The problem: The entries that follow include a run beginning at the line with "pub fn new(config: &PanelConfig, transport: Box<dyn" and ending at the line with "pub fn frame(&mut"; restate that run word for word and leave the rest out.

Stored items:

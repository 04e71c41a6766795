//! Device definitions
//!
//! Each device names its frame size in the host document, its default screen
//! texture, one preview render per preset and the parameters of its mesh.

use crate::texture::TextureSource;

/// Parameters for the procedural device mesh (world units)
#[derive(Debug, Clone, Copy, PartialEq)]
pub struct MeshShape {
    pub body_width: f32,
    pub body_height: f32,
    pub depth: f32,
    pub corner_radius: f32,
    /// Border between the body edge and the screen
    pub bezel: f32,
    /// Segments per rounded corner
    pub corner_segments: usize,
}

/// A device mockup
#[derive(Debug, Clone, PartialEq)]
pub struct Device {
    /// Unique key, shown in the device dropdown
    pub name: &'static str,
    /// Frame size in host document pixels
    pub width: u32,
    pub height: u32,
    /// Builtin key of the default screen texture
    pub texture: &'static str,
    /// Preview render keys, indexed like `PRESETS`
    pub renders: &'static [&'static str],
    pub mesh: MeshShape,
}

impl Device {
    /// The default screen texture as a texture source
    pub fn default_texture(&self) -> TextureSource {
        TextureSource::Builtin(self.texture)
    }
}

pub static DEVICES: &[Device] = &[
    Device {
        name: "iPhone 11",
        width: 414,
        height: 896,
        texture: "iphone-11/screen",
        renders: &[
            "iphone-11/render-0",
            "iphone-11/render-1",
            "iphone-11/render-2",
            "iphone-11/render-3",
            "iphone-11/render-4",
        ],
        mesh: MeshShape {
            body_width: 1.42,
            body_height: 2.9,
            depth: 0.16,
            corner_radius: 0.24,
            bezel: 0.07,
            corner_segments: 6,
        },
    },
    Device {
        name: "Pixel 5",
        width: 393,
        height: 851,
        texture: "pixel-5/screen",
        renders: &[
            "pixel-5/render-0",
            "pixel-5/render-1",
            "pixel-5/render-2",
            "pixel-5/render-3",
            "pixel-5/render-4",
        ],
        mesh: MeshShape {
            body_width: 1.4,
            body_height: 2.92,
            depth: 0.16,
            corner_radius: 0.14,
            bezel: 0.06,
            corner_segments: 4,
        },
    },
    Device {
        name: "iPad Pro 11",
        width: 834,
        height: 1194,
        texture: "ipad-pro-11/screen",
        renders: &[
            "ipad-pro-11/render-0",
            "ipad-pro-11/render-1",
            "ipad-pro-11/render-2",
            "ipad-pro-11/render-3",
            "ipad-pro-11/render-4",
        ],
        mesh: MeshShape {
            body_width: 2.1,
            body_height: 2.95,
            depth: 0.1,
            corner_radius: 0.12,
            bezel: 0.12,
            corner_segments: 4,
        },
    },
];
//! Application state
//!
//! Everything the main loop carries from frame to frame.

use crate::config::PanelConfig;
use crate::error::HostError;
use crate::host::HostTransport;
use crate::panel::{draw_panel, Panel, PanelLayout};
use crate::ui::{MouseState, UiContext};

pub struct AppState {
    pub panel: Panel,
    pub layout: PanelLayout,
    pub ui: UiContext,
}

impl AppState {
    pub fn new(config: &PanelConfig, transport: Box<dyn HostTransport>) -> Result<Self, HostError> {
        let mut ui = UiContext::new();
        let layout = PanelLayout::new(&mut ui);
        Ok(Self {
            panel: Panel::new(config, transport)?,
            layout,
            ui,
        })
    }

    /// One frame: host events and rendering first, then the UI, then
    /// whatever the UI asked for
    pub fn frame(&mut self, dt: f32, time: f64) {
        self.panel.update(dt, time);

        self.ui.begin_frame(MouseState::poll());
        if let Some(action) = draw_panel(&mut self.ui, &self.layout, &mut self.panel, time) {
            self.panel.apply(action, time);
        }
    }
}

--

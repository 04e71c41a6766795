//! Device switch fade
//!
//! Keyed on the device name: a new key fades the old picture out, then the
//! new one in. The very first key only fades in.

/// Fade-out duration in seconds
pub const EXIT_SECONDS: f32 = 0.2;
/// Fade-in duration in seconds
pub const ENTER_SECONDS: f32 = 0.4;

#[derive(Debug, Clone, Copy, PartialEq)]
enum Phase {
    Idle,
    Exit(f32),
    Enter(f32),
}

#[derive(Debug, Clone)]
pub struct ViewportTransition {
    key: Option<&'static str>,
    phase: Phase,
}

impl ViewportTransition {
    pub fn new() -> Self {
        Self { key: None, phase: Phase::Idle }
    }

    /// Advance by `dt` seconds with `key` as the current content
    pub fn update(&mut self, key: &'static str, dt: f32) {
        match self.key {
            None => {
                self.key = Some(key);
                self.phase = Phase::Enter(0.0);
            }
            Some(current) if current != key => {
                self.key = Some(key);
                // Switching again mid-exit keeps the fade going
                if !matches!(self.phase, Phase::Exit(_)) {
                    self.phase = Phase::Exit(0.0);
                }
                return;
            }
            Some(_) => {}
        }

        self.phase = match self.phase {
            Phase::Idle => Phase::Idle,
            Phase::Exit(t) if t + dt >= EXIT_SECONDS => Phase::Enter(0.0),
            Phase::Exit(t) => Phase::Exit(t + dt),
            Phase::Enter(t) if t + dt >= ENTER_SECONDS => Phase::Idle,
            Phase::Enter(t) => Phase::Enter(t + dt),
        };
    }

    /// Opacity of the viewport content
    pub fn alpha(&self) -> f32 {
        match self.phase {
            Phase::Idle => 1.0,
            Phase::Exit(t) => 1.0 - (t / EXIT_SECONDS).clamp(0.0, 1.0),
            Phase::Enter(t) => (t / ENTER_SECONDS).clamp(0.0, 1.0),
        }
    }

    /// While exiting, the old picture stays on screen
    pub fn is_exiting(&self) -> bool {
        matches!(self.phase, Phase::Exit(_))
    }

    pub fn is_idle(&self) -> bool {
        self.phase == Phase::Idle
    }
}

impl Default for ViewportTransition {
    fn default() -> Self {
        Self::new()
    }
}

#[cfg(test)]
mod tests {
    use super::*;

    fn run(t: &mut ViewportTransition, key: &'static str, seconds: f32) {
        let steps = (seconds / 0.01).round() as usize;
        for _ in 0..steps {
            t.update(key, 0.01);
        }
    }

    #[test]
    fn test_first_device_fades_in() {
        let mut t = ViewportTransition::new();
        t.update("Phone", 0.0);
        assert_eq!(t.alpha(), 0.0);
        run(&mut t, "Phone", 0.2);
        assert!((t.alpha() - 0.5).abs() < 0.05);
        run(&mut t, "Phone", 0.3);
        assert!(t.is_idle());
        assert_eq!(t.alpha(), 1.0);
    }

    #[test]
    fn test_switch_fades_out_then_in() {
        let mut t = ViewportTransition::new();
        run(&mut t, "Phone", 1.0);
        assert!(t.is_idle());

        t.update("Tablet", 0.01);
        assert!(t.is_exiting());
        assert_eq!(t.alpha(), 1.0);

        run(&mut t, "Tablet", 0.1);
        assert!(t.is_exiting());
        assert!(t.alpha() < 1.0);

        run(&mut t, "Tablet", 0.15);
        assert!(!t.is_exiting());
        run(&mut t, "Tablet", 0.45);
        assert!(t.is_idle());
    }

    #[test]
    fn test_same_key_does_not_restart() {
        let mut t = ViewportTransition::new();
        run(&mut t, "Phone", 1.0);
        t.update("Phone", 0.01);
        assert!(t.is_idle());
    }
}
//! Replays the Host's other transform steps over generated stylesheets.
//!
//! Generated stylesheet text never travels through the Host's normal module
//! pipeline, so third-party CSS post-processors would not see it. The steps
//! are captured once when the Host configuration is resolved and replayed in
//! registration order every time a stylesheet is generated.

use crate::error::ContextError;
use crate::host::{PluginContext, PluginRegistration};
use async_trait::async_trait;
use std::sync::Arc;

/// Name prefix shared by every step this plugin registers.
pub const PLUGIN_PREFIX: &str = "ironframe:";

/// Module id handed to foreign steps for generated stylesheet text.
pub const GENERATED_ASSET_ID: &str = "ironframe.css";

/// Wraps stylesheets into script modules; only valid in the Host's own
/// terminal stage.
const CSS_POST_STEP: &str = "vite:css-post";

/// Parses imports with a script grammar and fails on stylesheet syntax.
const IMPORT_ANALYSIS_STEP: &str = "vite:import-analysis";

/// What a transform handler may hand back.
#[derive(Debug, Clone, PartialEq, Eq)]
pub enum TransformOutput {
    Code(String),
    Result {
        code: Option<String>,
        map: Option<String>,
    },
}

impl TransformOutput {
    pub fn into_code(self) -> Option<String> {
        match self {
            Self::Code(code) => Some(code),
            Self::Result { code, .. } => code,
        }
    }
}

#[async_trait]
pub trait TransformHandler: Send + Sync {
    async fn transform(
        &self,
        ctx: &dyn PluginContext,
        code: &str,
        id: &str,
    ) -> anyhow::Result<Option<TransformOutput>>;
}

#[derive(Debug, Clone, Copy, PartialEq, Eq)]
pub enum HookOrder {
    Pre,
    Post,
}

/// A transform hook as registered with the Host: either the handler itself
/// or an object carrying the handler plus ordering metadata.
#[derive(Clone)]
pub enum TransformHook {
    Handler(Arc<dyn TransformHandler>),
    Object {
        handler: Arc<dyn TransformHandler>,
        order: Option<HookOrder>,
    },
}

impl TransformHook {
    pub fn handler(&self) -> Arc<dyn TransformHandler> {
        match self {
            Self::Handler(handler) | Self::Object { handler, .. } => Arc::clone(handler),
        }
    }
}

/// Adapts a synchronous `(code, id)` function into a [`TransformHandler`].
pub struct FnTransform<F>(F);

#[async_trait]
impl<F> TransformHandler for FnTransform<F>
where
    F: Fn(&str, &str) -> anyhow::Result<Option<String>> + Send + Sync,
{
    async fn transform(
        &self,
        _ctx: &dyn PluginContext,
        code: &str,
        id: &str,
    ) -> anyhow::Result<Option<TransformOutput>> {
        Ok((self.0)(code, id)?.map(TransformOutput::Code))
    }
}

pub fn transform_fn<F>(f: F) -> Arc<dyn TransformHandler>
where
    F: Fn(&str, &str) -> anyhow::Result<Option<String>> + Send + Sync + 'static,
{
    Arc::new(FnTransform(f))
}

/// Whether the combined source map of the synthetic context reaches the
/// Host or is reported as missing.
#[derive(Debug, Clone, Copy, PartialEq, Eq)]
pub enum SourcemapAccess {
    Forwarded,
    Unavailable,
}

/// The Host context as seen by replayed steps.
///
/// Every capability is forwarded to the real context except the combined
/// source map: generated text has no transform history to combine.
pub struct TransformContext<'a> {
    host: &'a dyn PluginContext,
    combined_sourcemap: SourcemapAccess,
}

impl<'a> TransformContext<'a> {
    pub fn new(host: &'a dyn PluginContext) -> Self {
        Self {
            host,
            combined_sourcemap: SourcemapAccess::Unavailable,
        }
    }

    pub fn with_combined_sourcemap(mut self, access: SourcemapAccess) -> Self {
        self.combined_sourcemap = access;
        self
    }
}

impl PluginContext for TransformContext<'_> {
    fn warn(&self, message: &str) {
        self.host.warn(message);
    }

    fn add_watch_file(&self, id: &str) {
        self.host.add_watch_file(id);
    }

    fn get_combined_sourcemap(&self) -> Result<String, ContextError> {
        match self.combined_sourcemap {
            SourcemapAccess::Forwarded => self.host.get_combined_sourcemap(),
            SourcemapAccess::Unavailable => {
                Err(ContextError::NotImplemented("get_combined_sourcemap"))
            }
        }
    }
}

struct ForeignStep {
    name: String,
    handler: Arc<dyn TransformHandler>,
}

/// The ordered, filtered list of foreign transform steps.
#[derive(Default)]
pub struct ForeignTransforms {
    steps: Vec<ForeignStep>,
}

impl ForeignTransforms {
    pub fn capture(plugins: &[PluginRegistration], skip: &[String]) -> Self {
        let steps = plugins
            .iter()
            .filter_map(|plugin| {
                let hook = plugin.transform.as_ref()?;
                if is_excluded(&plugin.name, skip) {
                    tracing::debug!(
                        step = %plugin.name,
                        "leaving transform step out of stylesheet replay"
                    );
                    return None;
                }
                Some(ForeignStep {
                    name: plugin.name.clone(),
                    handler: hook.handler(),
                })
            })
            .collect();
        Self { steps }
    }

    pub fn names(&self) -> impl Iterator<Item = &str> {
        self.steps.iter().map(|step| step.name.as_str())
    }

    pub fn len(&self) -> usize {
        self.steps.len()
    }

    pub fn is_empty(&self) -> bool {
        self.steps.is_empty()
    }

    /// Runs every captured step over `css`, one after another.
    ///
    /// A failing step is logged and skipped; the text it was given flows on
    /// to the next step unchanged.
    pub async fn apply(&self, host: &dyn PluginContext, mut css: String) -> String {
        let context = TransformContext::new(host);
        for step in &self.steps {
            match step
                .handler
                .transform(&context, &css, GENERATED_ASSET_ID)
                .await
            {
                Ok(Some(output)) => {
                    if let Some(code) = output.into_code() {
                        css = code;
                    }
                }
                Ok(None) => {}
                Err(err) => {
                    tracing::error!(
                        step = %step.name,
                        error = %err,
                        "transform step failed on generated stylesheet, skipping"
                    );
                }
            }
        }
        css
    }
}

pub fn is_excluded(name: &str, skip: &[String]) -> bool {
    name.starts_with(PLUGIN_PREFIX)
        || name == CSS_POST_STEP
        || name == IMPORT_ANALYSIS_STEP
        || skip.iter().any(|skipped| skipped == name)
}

Exercise response:
    pub fn new(config: &PanelConfig, transport: Box<dyn HostTransport>) -> Result<Self, HostError> {
        let mut ui = UiContext::new();
        let layout = PanelLayout::new(&mut ui);
        Ok(Self {
            panel: Panel::new(config, transport)?,
            layout,
            ui,
        })
    }

    /// One frame: host events and rendering first, then the UI, then
    /// whatever the UI asked for
    pub fn frame(&mut self, dt: f32, time: f64) {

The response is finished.